(Dataset excerpts)
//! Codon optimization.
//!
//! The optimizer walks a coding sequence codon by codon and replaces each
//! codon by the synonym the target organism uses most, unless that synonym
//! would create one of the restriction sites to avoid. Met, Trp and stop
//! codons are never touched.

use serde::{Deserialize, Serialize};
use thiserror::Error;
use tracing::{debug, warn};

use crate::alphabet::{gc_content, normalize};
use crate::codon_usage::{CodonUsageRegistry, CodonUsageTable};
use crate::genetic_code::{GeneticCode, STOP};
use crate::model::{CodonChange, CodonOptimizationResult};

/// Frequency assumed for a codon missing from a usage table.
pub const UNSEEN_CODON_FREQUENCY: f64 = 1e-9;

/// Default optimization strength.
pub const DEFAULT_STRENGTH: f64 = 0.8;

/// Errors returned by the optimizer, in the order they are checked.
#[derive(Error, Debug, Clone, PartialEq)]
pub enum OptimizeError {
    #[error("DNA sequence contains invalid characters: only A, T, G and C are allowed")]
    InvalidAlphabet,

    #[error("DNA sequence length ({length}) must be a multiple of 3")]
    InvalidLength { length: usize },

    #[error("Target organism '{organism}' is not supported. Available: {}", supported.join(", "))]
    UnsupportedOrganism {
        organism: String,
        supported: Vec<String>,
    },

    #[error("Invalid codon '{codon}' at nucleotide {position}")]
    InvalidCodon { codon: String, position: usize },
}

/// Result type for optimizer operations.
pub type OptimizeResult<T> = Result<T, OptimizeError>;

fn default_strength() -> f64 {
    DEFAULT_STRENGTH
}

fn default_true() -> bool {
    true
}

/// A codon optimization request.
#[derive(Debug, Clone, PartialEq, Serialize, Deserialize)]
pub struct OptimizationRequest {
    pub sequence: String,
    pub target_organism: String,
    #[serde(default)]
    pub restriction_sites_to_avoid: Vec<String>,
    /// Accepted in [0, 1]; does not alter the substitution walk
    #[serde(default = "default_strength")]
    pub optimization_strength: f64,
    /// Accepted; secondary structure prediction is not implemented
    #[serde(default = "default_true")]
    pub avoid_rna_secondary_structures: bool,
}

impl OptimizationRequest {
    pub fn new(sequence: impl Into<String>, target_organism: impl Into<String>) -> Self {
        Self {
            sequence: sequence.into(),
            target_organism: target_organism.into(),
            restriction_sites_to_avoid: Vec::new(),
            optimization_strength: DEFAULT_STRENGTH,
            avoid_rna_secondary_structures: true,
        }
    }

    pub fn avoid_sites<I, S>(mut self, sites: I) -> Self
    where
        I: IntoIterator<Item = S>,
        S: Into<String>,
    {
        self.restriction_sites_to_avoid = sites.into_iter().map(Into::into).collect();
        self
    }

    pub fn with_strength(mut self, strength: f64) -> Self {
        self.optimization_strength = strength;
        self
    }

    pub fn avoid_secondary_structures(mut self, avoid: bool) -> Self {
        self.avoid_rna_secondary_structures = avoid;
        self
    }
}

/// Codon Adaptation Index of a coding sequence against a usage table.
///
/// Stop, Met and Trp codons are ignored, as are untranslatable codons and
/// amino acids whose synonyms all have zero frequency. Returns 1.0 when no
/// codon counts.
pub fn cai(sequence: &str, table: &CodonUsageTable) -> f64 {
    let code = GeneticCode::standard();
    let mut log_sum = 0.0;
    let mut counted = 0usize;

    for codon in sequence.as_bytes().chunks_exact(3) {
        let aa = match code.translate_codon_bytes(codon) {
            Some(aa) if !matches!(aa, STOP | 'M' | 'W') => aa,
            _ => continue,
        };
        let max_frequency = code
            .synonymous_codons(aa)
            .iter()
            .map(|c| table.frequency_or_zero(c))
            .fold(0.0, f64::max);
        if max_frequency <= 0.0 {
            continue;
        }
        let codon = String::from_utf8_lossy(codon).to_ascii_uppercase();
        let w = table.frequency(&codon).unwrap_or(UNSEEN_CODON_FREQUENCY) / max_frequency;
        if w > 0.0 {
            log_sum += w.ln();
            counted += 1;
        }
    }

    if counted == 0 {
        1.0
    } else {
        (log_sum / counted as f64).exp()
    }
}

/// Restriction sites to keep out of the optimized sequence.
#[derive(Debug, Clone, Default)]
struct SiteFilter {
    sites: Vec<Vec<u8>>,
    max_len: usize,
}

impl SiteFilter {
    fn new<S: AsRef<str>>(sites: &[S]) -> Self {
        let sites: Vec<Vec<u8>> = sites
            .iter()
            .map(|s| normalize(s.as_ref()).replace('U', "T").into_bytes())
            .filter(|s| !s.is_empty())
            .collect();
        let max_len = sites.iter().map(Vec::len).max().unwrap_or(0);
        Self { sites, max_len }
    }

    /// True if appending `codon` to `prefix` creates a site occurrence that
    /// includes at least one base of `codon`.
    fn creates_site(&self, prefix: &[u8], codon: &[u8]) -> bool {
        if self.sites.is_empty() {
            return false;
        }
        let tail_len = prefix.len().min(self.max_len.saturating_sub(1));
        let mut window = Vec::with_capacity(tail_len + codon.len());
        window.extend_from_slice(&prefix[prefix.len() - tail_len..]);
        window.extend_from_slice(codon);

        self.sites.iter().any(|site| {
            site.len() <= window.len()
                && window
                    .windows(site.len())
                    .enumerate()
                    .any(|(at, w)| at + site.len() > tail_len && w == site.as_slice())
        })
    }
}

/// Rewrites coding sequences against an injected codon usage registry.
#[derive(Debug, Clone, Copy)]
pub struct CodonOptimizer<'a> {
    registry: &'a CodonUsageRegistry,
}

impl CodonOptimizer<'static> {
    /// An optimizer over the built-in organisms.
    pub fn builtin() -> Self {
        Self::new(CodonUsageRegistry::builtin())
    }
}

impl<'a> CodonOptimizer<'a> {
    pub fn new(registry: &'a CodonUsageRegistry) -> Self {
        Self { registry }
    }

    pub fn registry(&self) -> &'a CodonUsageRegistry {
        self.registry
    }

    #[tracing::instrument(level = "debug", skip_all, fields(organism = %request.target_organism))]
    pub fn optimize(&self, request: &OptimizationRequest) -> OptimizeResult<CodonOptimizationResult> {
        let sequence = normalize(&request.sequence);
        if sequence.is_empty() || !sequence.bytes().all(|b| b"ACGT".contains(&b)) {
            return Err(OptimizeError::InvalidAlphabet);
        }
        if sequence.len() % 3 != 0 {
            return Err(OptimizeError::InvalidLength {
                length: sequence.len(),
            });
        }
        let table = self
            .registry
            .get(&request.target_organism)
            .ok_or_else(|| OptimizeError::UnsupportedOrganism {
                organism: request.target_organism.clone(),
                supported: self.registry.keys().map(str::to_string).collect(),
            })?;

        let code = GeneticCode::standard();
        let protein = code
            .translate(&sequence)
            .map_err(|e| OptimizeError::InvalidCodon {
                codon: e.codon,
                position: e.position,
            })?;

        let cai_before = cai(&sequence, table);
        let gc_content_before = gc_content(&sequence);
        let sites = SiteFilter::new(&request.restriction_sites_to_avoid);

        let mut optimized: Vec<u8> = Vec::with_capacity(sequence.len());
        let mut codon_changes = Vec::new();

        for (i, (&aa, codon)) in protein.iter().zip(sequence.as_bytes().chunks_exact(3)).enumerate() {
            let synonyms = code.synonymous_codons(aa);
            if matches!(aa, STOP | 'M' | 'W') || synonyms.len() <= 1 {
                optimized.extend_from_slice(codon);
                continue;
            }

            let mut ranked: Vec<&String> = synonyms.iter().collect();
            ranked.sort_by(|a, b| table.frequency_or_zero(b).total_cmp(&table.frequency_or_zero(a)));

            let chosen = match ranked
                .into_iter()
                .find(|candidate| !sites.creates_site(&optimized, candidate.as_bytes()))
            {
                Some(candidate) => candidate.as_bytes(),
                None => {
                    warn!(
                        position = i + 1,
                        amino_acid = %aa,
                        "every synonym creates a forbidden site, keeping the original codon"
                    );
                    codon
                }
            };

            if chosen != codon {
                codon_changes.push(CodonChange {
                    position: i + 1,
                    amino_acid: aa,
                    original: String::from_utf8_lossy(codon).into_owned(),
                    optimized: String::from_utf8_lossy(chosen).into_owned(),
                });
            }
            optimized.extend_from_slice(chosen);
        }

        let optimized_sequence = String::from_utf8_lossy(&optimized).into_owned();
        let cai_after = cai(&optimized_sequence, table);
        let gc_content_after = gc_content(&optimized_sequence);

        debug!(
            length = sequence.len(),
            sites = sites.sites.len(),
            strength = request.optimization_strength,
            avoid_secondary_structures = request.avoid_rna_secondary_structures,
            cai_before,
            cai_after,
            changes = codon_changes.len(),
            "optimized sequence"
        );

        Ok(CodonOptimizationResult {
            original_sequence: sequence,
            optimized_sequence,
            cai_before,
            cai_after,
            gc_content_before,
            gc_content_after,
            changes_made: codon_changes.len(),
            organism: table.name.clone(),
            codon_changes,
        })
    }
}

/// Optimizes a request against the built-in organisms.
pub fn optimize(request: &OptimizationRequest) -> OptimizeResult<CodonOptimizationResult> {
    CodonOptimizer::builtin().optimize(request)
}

### YOUR INSTRUCTIONS
Nothing but the lines from the beginning of the records through the line with "pub enum OptimizeError" should appear, each printed exactly.

### ANSWER AREA
//! Codon optimization.
//!
//! The optimizer walks a coding sequence codon by codon and replaces each
//! codon by the synonym the target organism uses most, unless that synonym
//! would create one of the restriction sites to avoid. Met, Trp and stop
//! codons are never touched.

use serde::{Deserialize, Serialize};
use thiserror::Error;
use tracing::{debug, warn};

use crate::alphabet::{gc_content, normalize};
use crate::codon_usage::{CodonUsageRegistry, CodonUsageTable};
use crate::genetic_code::{GeneticCode, STOP};
use crate::model::{CodonChange, CodonOptimizationResult};

/// Frequency assumed for a codon missing from a usage table.
pub const UNSEEN_CODON_FREQUENCY: f64 = 1e-9;

/// Default optimization strength.
pub const DEFAULT_STRENGTH: f64 = 0.8;

/// Errors returned by the optimizer, in the order they are checked.
#[derive(Error, Debug, Clone, PartialEq)]
pub enum OptimizeError {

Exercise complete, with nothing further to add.